The White Supremacy Controversy in the UUA: Our Call To Covenant

About ten years ago when I was working on my doctoral thesis on the covenant tradition in the congregational church from the Puritan era through to the contemporary, I blogged quite a bit about my research. In one post, I wrote that there is no legitimate religious use of the word “covenant” that does not explicitly include or at least imply what I called a “transcendent referent,” ie, either God or some shared concept of a greater reality that calls a people out of individualistic concerns and into community ethos.

UUs absolutely freaked out.

It didn’t matter that we’re a supposedly rational people and an intellectual tradition, dozens of Unitarian Universalists poured into the comments section with raging remarks and irrational denials of simple historical fact. Suddenly the great UU respect for scholarship and academic bona fides was given the big heave-ho as people who were, as we say, getting all up in their feelings denied that they were, in fact, getting all up in their feelings. People whose entire acquaintance with the concept of covenant amounted to a few years in a congregational setting and zero formal study on the matter felt entitled to inform me that I was wrong and they were right. They were right because they had feelings, not because they had any actual knowledge – but they were unable to acknowledge that, preferring to deny my expertise in favor of their emotions.
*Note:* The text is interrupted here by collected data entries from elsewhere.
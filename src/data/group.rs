use super::Observation;
use crate::misc::uniform_weights;
use std::collections::HashMap;

/// A named collection of observations sharing a set of mixing
/// coefficients.
///
/// # Example
///
/// ```
/// use pmm::data::{Group, Observation};
///
/// let mut group = Group::new("road-17", 2);
/// group.add_observation(Observation::new(vec![12_i32], 2));
/// group.add_observation(Observation::new(vec![9_i32], 2));
///
/// assert_eq!(group.id(), "road-17");
/// assert_eq!(group.len(), 2);
/// assert_eq!(group.theta(), &[0.5, 0.5]);
/// ```
#[derive(Debug, Clone, PartialEq)]
pub struct Group<X> {
    id: String,
    observations: Vec<Observation<X>>,
    theta: Vec<f64>,
}

impl<X> Group<X> {
    /// Create an empty group with uniform mixing coefficients over `k`
    /// components
    pub fn new(id: impl Into<String>, k: usize) -> Self {
        Group {
            id: id.into(),
            observations: Vec::new(),
            theta: uniform_weights(k),
        }
    }

    /// The identifier of the group
    #[inline]
    pub fn id(&self) -> &str {
        &self.id
    }

    /// Number of observations in the group
    #[inline]
    pub fn len(&self) -> usize {
        self.observations.len()
    }

    #[inline]
    pub fn is_empty(&self) -> bool {
        self.observations.is_empty()
    }

    /// The observations, in insertion order
    #[inline]
    pub fn observations(&self) -> &[Observation<X>] {
        &self.observations
    }

    /// The mixing coefficient of each component
    #[inline]
    pub fn theta(&self) -> &[f64] {
        &self.theta
    }

    /// Append an observation. Latent parameters are left alone until the
    /// next call to [`Group::init_latent`].
    pub fn add_observation(&mut self, obs: Observation<X>) {
        self.observations.push(obs);
    }

    /// Reset the mixing coefficients and every observation's
    /// responsibilities to uniform over `k` components
    pub fn init_latent(&mut self, k: usize) {
        self.theta = uniform_weights(k);
        self.observations
            .iter_mut()
            .for_each(|obs| obs.init_latent(k));
    }

    pub(crate) fn observations_mut(&mut self) -> &mut [Observation<X>] {
        &mut self.observations
    }

    pub(crate) fn theta_mut(&mut self) -> &mut [f64] {
        &mut self.theta
    }
}

/// Groups keyed by identifier, kept in the order they were first seen.
///
/// # Example
///
/// ```
/// use pmm::data::{GroupTable, Observation};
///
/// let mut table: GroupTable<i32> = GroupTable::new();
///
/// // Unknown identifiers are only created when `force_add` is set
/// assert!(table.find_or_insert("a", 1, false).is_none());
///
/// table
///     .find_or_insert("a", 1, true)
///     .unwrap()
///     .add_observation(Observation::new(vec![1], 1));
/// table
///     .find_or_insert("a", 1, false)
///     .unwrap()
///     .add_observation(Observation::new(vec![2], 1));
///
/// assert_eq!(table.len(), 1);
/// assert_eq!(table.get("a").unwrap().len(), 2);
/// ```
#[derive(Debug, Clone, PartialEq)]
pub struct GroupTable<X> {
    groups: Vec<Group<X>>,
    index: HashMap<String, usize>,
}

impl<X> Default for GroupTable<X> {
    fn default() -> Self {
        GroupTable {
            groups: Vec::new(),
            index: HashMap::new(),
        }
    }
}

impl<X> GroupTable<X> {
    pub fn new() -> Self {
        Self::default()
    }

    /// Number of groups
    pub fn len(&self) -> usize {
        self.groups.len()
    }

    pub fn is_empty(&self) -> bool {
        self.groups.is_empty()
    }

    /// Total number of observations over all groups
    pub fn n_observations(&self) -> usize {
        self.groups.iter().map(|g| g.len()).sum()
    }

    /// Look up a group by identifier
    pub fn get(&self, id: &str) -> Option<&Group<X>> {
        self.index.get(id).map(|&ix| &self.groups[ix])
    }

    /// Look up a group by identifier, creating an empty one with `k`
    /// components if it is absent and `force_add` is set.
    pub fn find_or_insert(
        &mut self,
        id: &str,
        k: usize,
        force_add: bool,
    ) -> Option<&mut Group<X>> {
        let ix = match self.index.get(id).copied() {
            Some(ix) => ix,
            None if force_add => {
                let ix = self.groups.len();
                self.groups.push(Group::new(id, k));
                self.index.insert(id.to_owned(), ix);
                ix
            }
            None => return None,
        };
        Some(&mut self.groups[ix])
    }

    /// Insert a whole group, replacing any group with the same identifier
    pub fn insert(&mut self, group: Group<X>) {
        match self.index.get(group.id()).copied() {
            Some(ix) => self.groups[ix] = group,
            None => {
                self.index.insert(group.id().to_owned(), self.groups.len());
                self.groups.push(group);
            }
        }
    }

    /// Iterate over the groups in first-seen order
    pub fn iter(&self) -> std::slice::Iter<'_, Group<X>> {
        self.groups.iter()
    }

    /// Consume the table, yielding its groups in first-seen order
    pub fn into_groups(self) -> Vec<Group<X>> {
        self.groups
    }
}

impl<X> FromIterator<Group<X>> for GroupTable<X> {
    fn from_iter<I: IntoIterator<Item = Group<X>>>(iter: I) -> Self {
        let mut table = GroupTable::new();
        iter.into_iter().for_each(|g| table.insert(g));
        table
    }
}

#[cfg(test)]
mod tests {
    use super::*;

    #[test]
    fn add_observation_leaves_latent_params_alone() {
        let mut group: Group<i32> = Group::new("g", 3);
        group.theta_mut().copy_from_slice(&[0.2, 0.3, 0.5]);
        group.add_observation(Observation::new(vec![4], 3));
        assert_eq!(group.theta(), &[0.2, 0.3, 0.5]);
    }

    #[test]
    fn init_latent_resets_theta_and_gamma() {
        let mut group: Group<i32> = Group::new("g", 2);
        group.add_observation(Observation::new(vec![4], 2));
        group.theta_mut().copy_from_slice(&[0.9, 0.1]);
        group.observations_mut()[0]
            .gamma_mut()
            .copy_from_slice(&[0.7, 0.3]);

        group.init_latent(4);

        assert_eq!(group.theta(), &[0.25; 4]);
        assert_eq!(group.observations()[0].gamma(), &[0.25; 4]);
    }

    #[test]
    fn table_preserves_first_seen_order() {
        let mut table: GroupTable<i32> = GroupTable::new();
        for id in ["c", "a", "b", "a", "c"] {
            table
                .find_or_insert(id, 1, true)
                .unwrap()
                .add_observation(Observation::new(vec![0], 1));
        }
        let ids: Vec<&str> = table.iter().map(|g| g.id()).collect();
        assert_eq!(ids, vec!["c", "a", "b"]);
        assert_eq!(table.n_observations(), 5);
    }

    #[test]
    fn insert_replaces_same_identifier() {
        let mut table: GroupTable<i32> = GroupTable::new();
        table.insert(Group::new("x", 1));
        let mut replacement = Group::new("x", 1);
        replacement.add_observation(Observation::new(vec![3], 1));
        table.insert(replacement);
        assert_eq!(table.len(), 1);
        assert_eq!(table.get("x").unwrap().len(), 1);
    }
}
//! Plain text report of a fitted model.
//!
//! ```text
//! # of Mixture : 2
//! Dimension : 1
//! lambda
//! 1.500000e+00
//! 5.033333e+01
//!
//! id,Ns,theta1,theta2,...
//! A,3,1.000000e+00,0.000000e+00
//! ```
//!
//! Components are listed in ascending parameter order and each group's
//! mixing coefficients follow that same order.
use crate::error::Result;
use crate::model::MixtureModel;
use crate::traits::ComponentFamily;
use std::io::Write;

/// Format `x` in scientific notation with six decimals and an exponent of
/// at least two digits, e.g. `1.500000e+00`.
pub fn sci(x: f64) -> String {
    if !x.is_finite() {
        return format!("{}", x);
    }
    let s = format!("{:.6e}", x);
    match s.split_once('e') {
        Some((mantissa, exp)) => {
            let (sign, digits) = match exp.strip_prefix('-') {
                Some(digits) => ('-', digits),
                None => ('+', exp),
            };
            format!("{}e{}{:0>2}", mantissa, sign, digits)
        }
        None => s,
    }
}

fn join_sci<'a, I: IntoIterator<Item = &'a f64>>(xs: I) -> String {
    xs.into_iter().map(|&x| sci(x)).collect::<Vec<_>>().join(",")
}

/// Write the component parameters and every group's mixing coefficients
pub fn write_summary<W, Fx>(
    writer: &mut W,
    model: &MixtureModel<Fx>,
) -> Result<()>
where
    W: Write,
    Fx: ComponentFamily,
{
    let order = model.component_order();

    writeln!(writer, "# of Mixture : {}", model.k())?;
    writeln!(writer, "Dimension : {}", model.d())?;
    writeln!(writer, "lambda")?;
    for &ix in &order {
        writeln!(writer, "{}", join_sci(model.params()[ix].as_ref()))?;
    }
    writeln!(writer)?;

    writeln!(writer, "id,Ns,theta1,theta2,...")?;
    for group in model.groups() {
        let theta = group.theta();
        writeln!(
            writer,
            "{},{},{}",
            group.id(),
            group.len(),
            join_sci(order.iter().map(|&ix| &theta[ix]))
        )?;
    }
    writer.flush()?;
    Ok(())
}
Rationalism works kind of funny that way. Unitarian Universalists might do better to honor emotional intelligence and maturity as deeply as we (claim to) prize intellectual prowess.
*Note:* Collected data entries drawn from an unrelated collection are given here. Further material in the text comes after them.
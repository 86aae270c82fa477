use std::cmp::Ordering;
use std::fmt::Debug;

/// Pass a strictly positive, finite value through; clamp an exact zero.
///
/// Normal and subnormal positive values are returned unchanged. Zero
/// (of either sign) becomes `f64::MIN_POSITIVE`, the smallest positive
/// normal `f64`. Infinite, NaN, and negative values have no sensible
/// positive substitute and yield `None`.
///
/// # Example
///
/// ```rust
/// # use pmm::misc::finite_positive;
/// assert_eq!(finite_positive(2.5), Some(2.5));
/// assert_eq!(finite_positive(0.0), Some(f64::MIN_POSITIVE));
/// assert_eq!(finite_positive(f64::NAN), None);
/// assert_eq!(finite_positive(f64::INFINITY), None);
/// ```
pub fn finite_positive(x: f64) -> Option<f64> {
    if x == 0.0 {
        Some(f64::MIN_POSITIVE)
    } else if x.is_finite() && x > 0.0 {
        Some(x)
    } else {
        None
    }
}

/// A vector of `k` equal weights summing to one
///
/// # Example
///
/// ```rust
/// # use pmm::misc::uniform_weights;
/// assert_eq!(uniform_weights(4), vec![0.25; 4]);
/// ```
pub fn uniform_weights(k: usize) -> Vec<f64> {
    vec![(k as f64).recip(); k]
}

/// Lexicographic comparison of two equal-length parameter vectors.
///
/// Entries are compared left to right; the first differing entry decides.
/// Entries that do not compare (NaN) are treated as equal.
///
/// # Example
///
/// ```rust
/// # use pmm::misc::cmp_lex;
/// use std::cmp::Ordering;
///
/// assert_eq!(cmp_lex(&[1.0, 5.0], &[1.0, 2.0]), Ordering::Greater);
/// assert_eq!(cmp_lex(&[0.5, 9.0], &[1.0, 0.0]), Ordering::Less);
/// assert_eq!(cmp_lex(&[1.0, 2.0], &[1.0, 2.0]), Ordering::Equal);
/// ```
pub fn cmp_lex(xs: &[f64], ys: &[f64]) -> Ordering {
    xs.iter()
        .zip(ys.iter())
        .map(|(x, y)| x.partial_cmp(y).unwrap_or(Ordering::Equal))
        .find(|ord| *ord != Ordering::Equal)
        .unwrap_or(Ordering::Equal)
}

/// Convert a Vector to a printable string
///
/// # Example
///
/// ```rust
/// # use pmm::misc::vec_to_string;
/// let xs: Vec<u8> = vec![0, 1, 2, 3, 4, 5];
///
/// assert_eq!(vec_to_string(&xs, 6).as_str(), "[0, 1, 2, 3, 4, 5]");
/// assert_eq!(vec_to_string(&xs, 5).as_str(), "[0, 1, 2, 3, ... , 5]");
///
/// ```
pub fn vec_to_string<T: Debug>(xs: &[T], max_entries: usize) -> String {
    let mut out = String::new();
    out += "[";
    let n = xs.len();
    xs.iter().enumerate().for_each(|(i, x)| {
        let to_push = if i < max_entries - 1 && i < n - 1 {
            format!("{:?}, ", x)
        } else if i == (max_entries - 1) && n > max_entries {
            String::from("... , ")
        } else if i == n - 1 {
            format!("{:?}]", x)
        } else {
            String::new()
        };

        out.push_str(to_push.as_str());
    });

    if n == 0 {
        out.push(']');
    }

    out
}
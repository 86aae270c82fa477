//! `pmm` command line tool
use clap::{Args, Parser, Subcommand};
use pmm::config::EstimateConfig;
use pmm::dist::PoissonFamily;
use pmm::fit::fit;
use pmm::io::csv::read_groups;
use pmm::io::dump::write_dump;
use pmm::io::summary::write_summary;
use pmm::logging::{init_logging, LogConfig, LogFormat};
use pmm::MixtureModel;
use rand::SeedableRng;
use rand_xoshiro::Xoshiro256PlusPlus;
use std::fs::File;
use std::io::{self, BufReader, BufWriter, Read};
use std::path::PathBuf;
use std::process::ExitCode;
use tracing::{error, info};

/// Grouped Poisson mixture estimation
#[derive(Parser)]
#[command(name = "pmm")]
#[command(author, version, about, long_about = None)]
struct Cli {
    #[command(subcommand)]
    command: Commands,

    /// Log output format (human or json)
    #[arg(long, global = true, env = "PMM_LOG_FORMAT")]
    log_format: Option<LogFormat>,
}

#[derive(Subcommand)]
enum Commands {
    /// Fit a mixture to CSV records on stdin or to a dump and print the
    /// result
    Estimate(EstimateArgs),
    /// Convert CSV records to a binary dump
    Csv2dump(Csv2dumpArgs),
}

#[derive(Args, Debug)]
struct EstimateArgs {
    /// TOML file with run settings; flags override its values
    #[arg(long)]
    config: Option<PathBuf>,

    /// Number of mixture components
    #[arg(short = 'k', long = "nmix")]
    k: Option<usize>,

    /// Data dimension
    #[arg(short = 'd', long = "dim")]
    d: Option<usize>,

    /// Maximum number of iterations
    #[arg(short = 'i', long = "max-iter")]
    max_iter: Option<usize>,

    /// Run exactly the maximum number of iterations
    #[arg(short = 'c', long = "fixed-iter")]
    fixed_iter: bool,

    /// Minimum number of records per group
    #[arg(short = 't', long = "min-data")]
    min_group_size: Option<usize>,

    /// Read a binary dump instead of CSV from stdin
    #[arg(short = 'b', long = "dump-path")]
    dump_path: Option<PathBuf>,

    /// Seed for the initial parameters
    #[arg(long)]
    seed: Option<u64>,
}

#[derive(Args, Debug)]
struct Csv2dumpArgs {
    /// Input CSV file; stdin if omitted
    #[arg(short = 'f', long = "input")]
    input: Option<PathBuf>,

    /// Data dimension
    dimension: usize,

    /// Output dump file
    output: PathBuf,
}

impl EstimateArgs {
    fn resolve(&self) -> pmm::Result<EstimateConfig> {
        let mut config = match &self.config {
            Some(path) => EstimateConfig::load(path)?,
            None => EstimateConfig::default(),
        };
        if let Some(k) = self.k {
            config.k = k;
        }
        if let Some(d) = self.d {
            config.d = d;
        }
        if let Some(max_iter) = self.max_iter {
            config.max_iter = max_iter;
        }
        if let Some(min_group_size) = self.min_group_size {
            config.min_group_size = min_group_size;
        }
        if self.fixed_iter {
            config.fixed_iter = true;
        }
        if self.dump_path.is_some() {
            config.dump_path.clone_from(&self.dump_path);
        }
        if self.seed.is_some() {
            config.seed = self.seed;
        }
        config.validate()?;
        Ok(config)
    }
}

fn estimate(config: &EstimateConfig) -> pmm::Result<()> {
    info!(
        k = config.k,
        d = config.d,
        max_iter = config.max_iter,
        "estimate"
    );

    let mut rng = match config.seed {
        Some(seed) => Xoshiro256PlusPlus::seed_from_u64(seed),
        None => Xoshiro256PlusPlus::from_entropy(),
    };
    let mut model =
        MixtureModel::new(PoissonFamily, config.k, config.d, &mut rng)?
            .with_min_group_size(config.min_group_size);

    match &config.dump_path {
        Some(path) => {
            let mut reader = BufReader::new(File::open(path)?);
            model.load_dump(&mut reader)?;
        }
        None => {
            model.read_csv(io::stdin().lock(), true)?;
        }
    }

    if let Some(stats) = model.data_stats() {
        info!(
            n_groups = stats.n_groups,
            n_observations = stats.n_observations,
            mean = stats.mean,
            variance = stats.variance,
            min = stats.min,
            max = stats.max,
            q1 = stats.quartiles[0],
            q2 = stats.quartiles[1],
            q3 = stats.quartiles[2],
            "data stats"
        );
    }

    let report = fit(&mut model, &config.em_config())?;
    info!(
        n_iter = report.n_iter,
        termination = ?report.termination,
        elapsed_s = report.elapsed.as_secs_f64(),
        "fit complete"
    );

    let stdout = io::stdout();
    write_summary(&mut stdout.lock(), &model)?;

    let aic = model.aic_report()?;
    info!(
        aic = aic.score(),
        likelihood_term = aic.likelihood_term(),
        penalty_term = aic.penalty_term(),
        "{}",
        aic
    );
    Ok(())
}

fn csv2dump(args: &Csv2dumpArgs) -> pmm::Result<()> {
    let reader: Box<dyn Read> = match &args.input {
        Some(path) => Box::new(BufReader::new(File::open(path)?)),
        None => Box::new(io::stdin().lock()),
    };
    let (table, report) =
        read_groups(reader, &PoissonFamily, args.dimension, 1)?;
    let groups = table.into_groups();

    let mut writer = BufWriter::new(File::create(&args.output)?);
    write_dump(&mut writer, args.dimension, &groups)?;
    info!(
        n_groups = groups.len(),
        n_records = report.n_added,
        output = %args.output.display(),
        "wrote dump"
    );
    Ok(())
}

enum Job {
    Estimate(EstimateConfig),
    Csv2dump(Csv2dumpArgs),
}

fn main() -> ExitCode {
    let cli = Cli::parse();

    let job = match cli.command {
        Commands::Estimate(args) => match args.resolve() {
            Ok(config) => Job::Estimate(config),
            Err(err) => {
                eprintln!("pmm: {}", err);
                return ExitCode::FAILURE;
            }
        },
        Commands::Csv2dump(args) => Job::Csv2dump(args),
    };

    let log_format = match (&cli.log_format, &job) {
        (Some(format), _) => *format,
        (None, Job::Estimate(config)) => config.log_format,
        (None, Job::Csv2dump(_)) => LogFormat::default(),
    };
    let log_config = LogConfig::default().with_format(log_format);
    if let Err(err) = init_logging(&log_config) {
        eprintln!("pmm: {}", err);
        return ExitCode::FAILURE;
    }

    let result = match &job {
        Job::Estimate(config) => estimate(config),
        Job::Csv2dump(args) => csv2dump(args),
    };

    match result {
        Ok(()) => ExitCode::SUCCESS,
        Err(err) => {
            error!("{}", err);
            ExitCode::FAILURE
        }
    }
}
The whole experience was so disturbing I actually quit blogging for years.

So I recognize what’s happening right now as Unitarian Universalists petulantly refuse to adjust their concept of the term “white supremacy” because it makes them personally uncomfortable.

Suddenly, and again, our vaunted intellectualism disappears as UUs throw temper tantrums on Facebook decrying the use of “white supremacy” to refer to anything outside of their mental map and accustomed usage. Because “white supremacist” means Ku Klux Klan member to them, and because they consider themselves good liberals, and non-racists, they are literally throwing themselves on the floor of the classroom that is our faith tradition and refusing to listen to the teacher.
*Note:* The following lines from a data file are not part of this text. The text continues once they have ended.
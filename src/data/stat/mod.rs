mod poisson;

pub use poisson::*;
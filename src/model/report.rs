use std::fmt;

/// Akaike Information Criterion of a fitted model, with its two terms
///
/// # Example
///
/// ```
/// use pmm::model::Aic;
///
/// let aic = Aic::new(-120.0, 10.0);
/// assert_eq!(aic.likelihood_term(), 240.0);
/// assert_eq!(aic.penalty_term(), 20.0);
/// assert_eq!(aic.score(), 260.0);
/// ```
#[derive(Debug, Clone, Copy, PartialEq)]
pub struct Aic {
    ln_likelihood: f64,
    n_free_params: f64,
}

impl Aic {
    pub fn new(ln_likelihood: f64, n_free_params: f64) -> Self {
        Aic {
            ln_likelihood,
            n_free_params,
        }
    }

    #[inline]
    pub fn ln_likelihood(&self) -> f64 {
        self.ln_likelihood
    }

    #[inline]
    pub fn n_free_params(&self) -> f64 {
        self.n_free_params
    }

    /// `-2 ln L`
    #[inline]
    pub fn likelihood_term(&self) -> f64 {
        -2.0 * self.ln_likelihood
    }

    /// `2 p`
    #[inline]
    pub fn penalty_term(&self) -> f64 {
        2.0 * self.n_free_params
    }

    /// `-2 ln L + 2 p`
    #[inline]
    pub fn score(&self) -> f64 {
        self.likelihood_term() + self.penalty_term()
    }
}

impl fmt::Display for Aic {
    fn fmt(&self, f: &mut fmt::Formatter<'_>) -> fmt::Result {
        write!(
            f,
            "AIC = {:.6} (likelihood term = {:.6}, parameter term = {:.6})",
            self.score(),
            self.likelihood_term(),
            self.penalty_term()
        )
    }
}

/// Summary of how observations are spread over groups
#[derive(Debug, Clone, PartialEq)]
pub struct DataStats {
    pub n_groups: usize,
    pub n_observations: usize,
    /// Mean number of observations per group
    pub mean: f64,
    /// Population variance of the number of observations per group
    pub variance: f64,
    pub min: usize,
    pub max: usize,
    /// Group sizes at the first, second, and third quartile positions
    pub quartiles: [usize; 3],
}

impl DataStats {
    /// Compute the statistics from a list of group sizes. `None` if empty.
    ///
    /// # Example
    ///
    /// ```
    /// use pmm::model::DataStats;
    ///
    /// let stats = DataStats::from_sizes(vec![4, 1, 3, 2]).unwrap();
    /// assert_eq!(stats.n_observations, 10);
    /// assert_eq!(stats.mean, 2.5);
    /// assert_eq!(stats.variance, 1.25);
    /// assert_eq!((stats.min, stats.max), (1, 4));
    /// assert_eq!(stats.quartiles, [2, 3, 4]);
    /// ```
    pub fn from_sizes(mut sizes: Vec<usize>) -> Option<Self> {
        if sizes.is_empty() {
            return None;
        }
        sizes.sort_unstable();
        let s = sizes.len();
        let n_observations: usize = sizes.iter().sum();
        let mean = n_observations as f64 / s as f64;
        let variance = sizes
            .iter()
            .map(|&n| (n as f64 - mean).powi(2))
            .sum::<f64>()
            / s as f64;
        Some(DataStats {
            n_groups: s,
            n_observations,
            mean,
            variance,
            min: sizes[0],
            max: sizes[s - 1],
            quartiles: [sizes[s / 4], sizes[s / 2], sizes[s / 4 * 3]],
        })
    }
}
What none of them will admit is that their resistance is deeply racist (and sexist, since so many of our teachers are women of color), no matter how much they claim they are miraculously untouched by that particular social evil.  White Unitarian Universalists are not used to being told that class is in session by non-white leaders unless they have invited those leaders to speak to them within the confines of a lectureship or guest preacher role, where the white UUs can pride themselves on their inclusivity and openness to different perspectives  — and then maintain their systems and norms after the guest has left the premises.

Class is in session! Healthy and mature Unitarian Universalists know we must learn and catch up fast, and we are being given tools to do so by academics in critical race theory, who have given us a helpful — if painful — broader definition of white supremacy than we have worked with before. This usage is not that hard to understand — it’s not rocket science. Here’s Wikipedia’s explanation,

In academic usage, particularly in usage drawing on critical race theory, the term “white supremacy” can also refer to a political or socio-economic system where white people enjoy a structural advantage (privilege) over other ethnic groups, both at a collective and an individual level.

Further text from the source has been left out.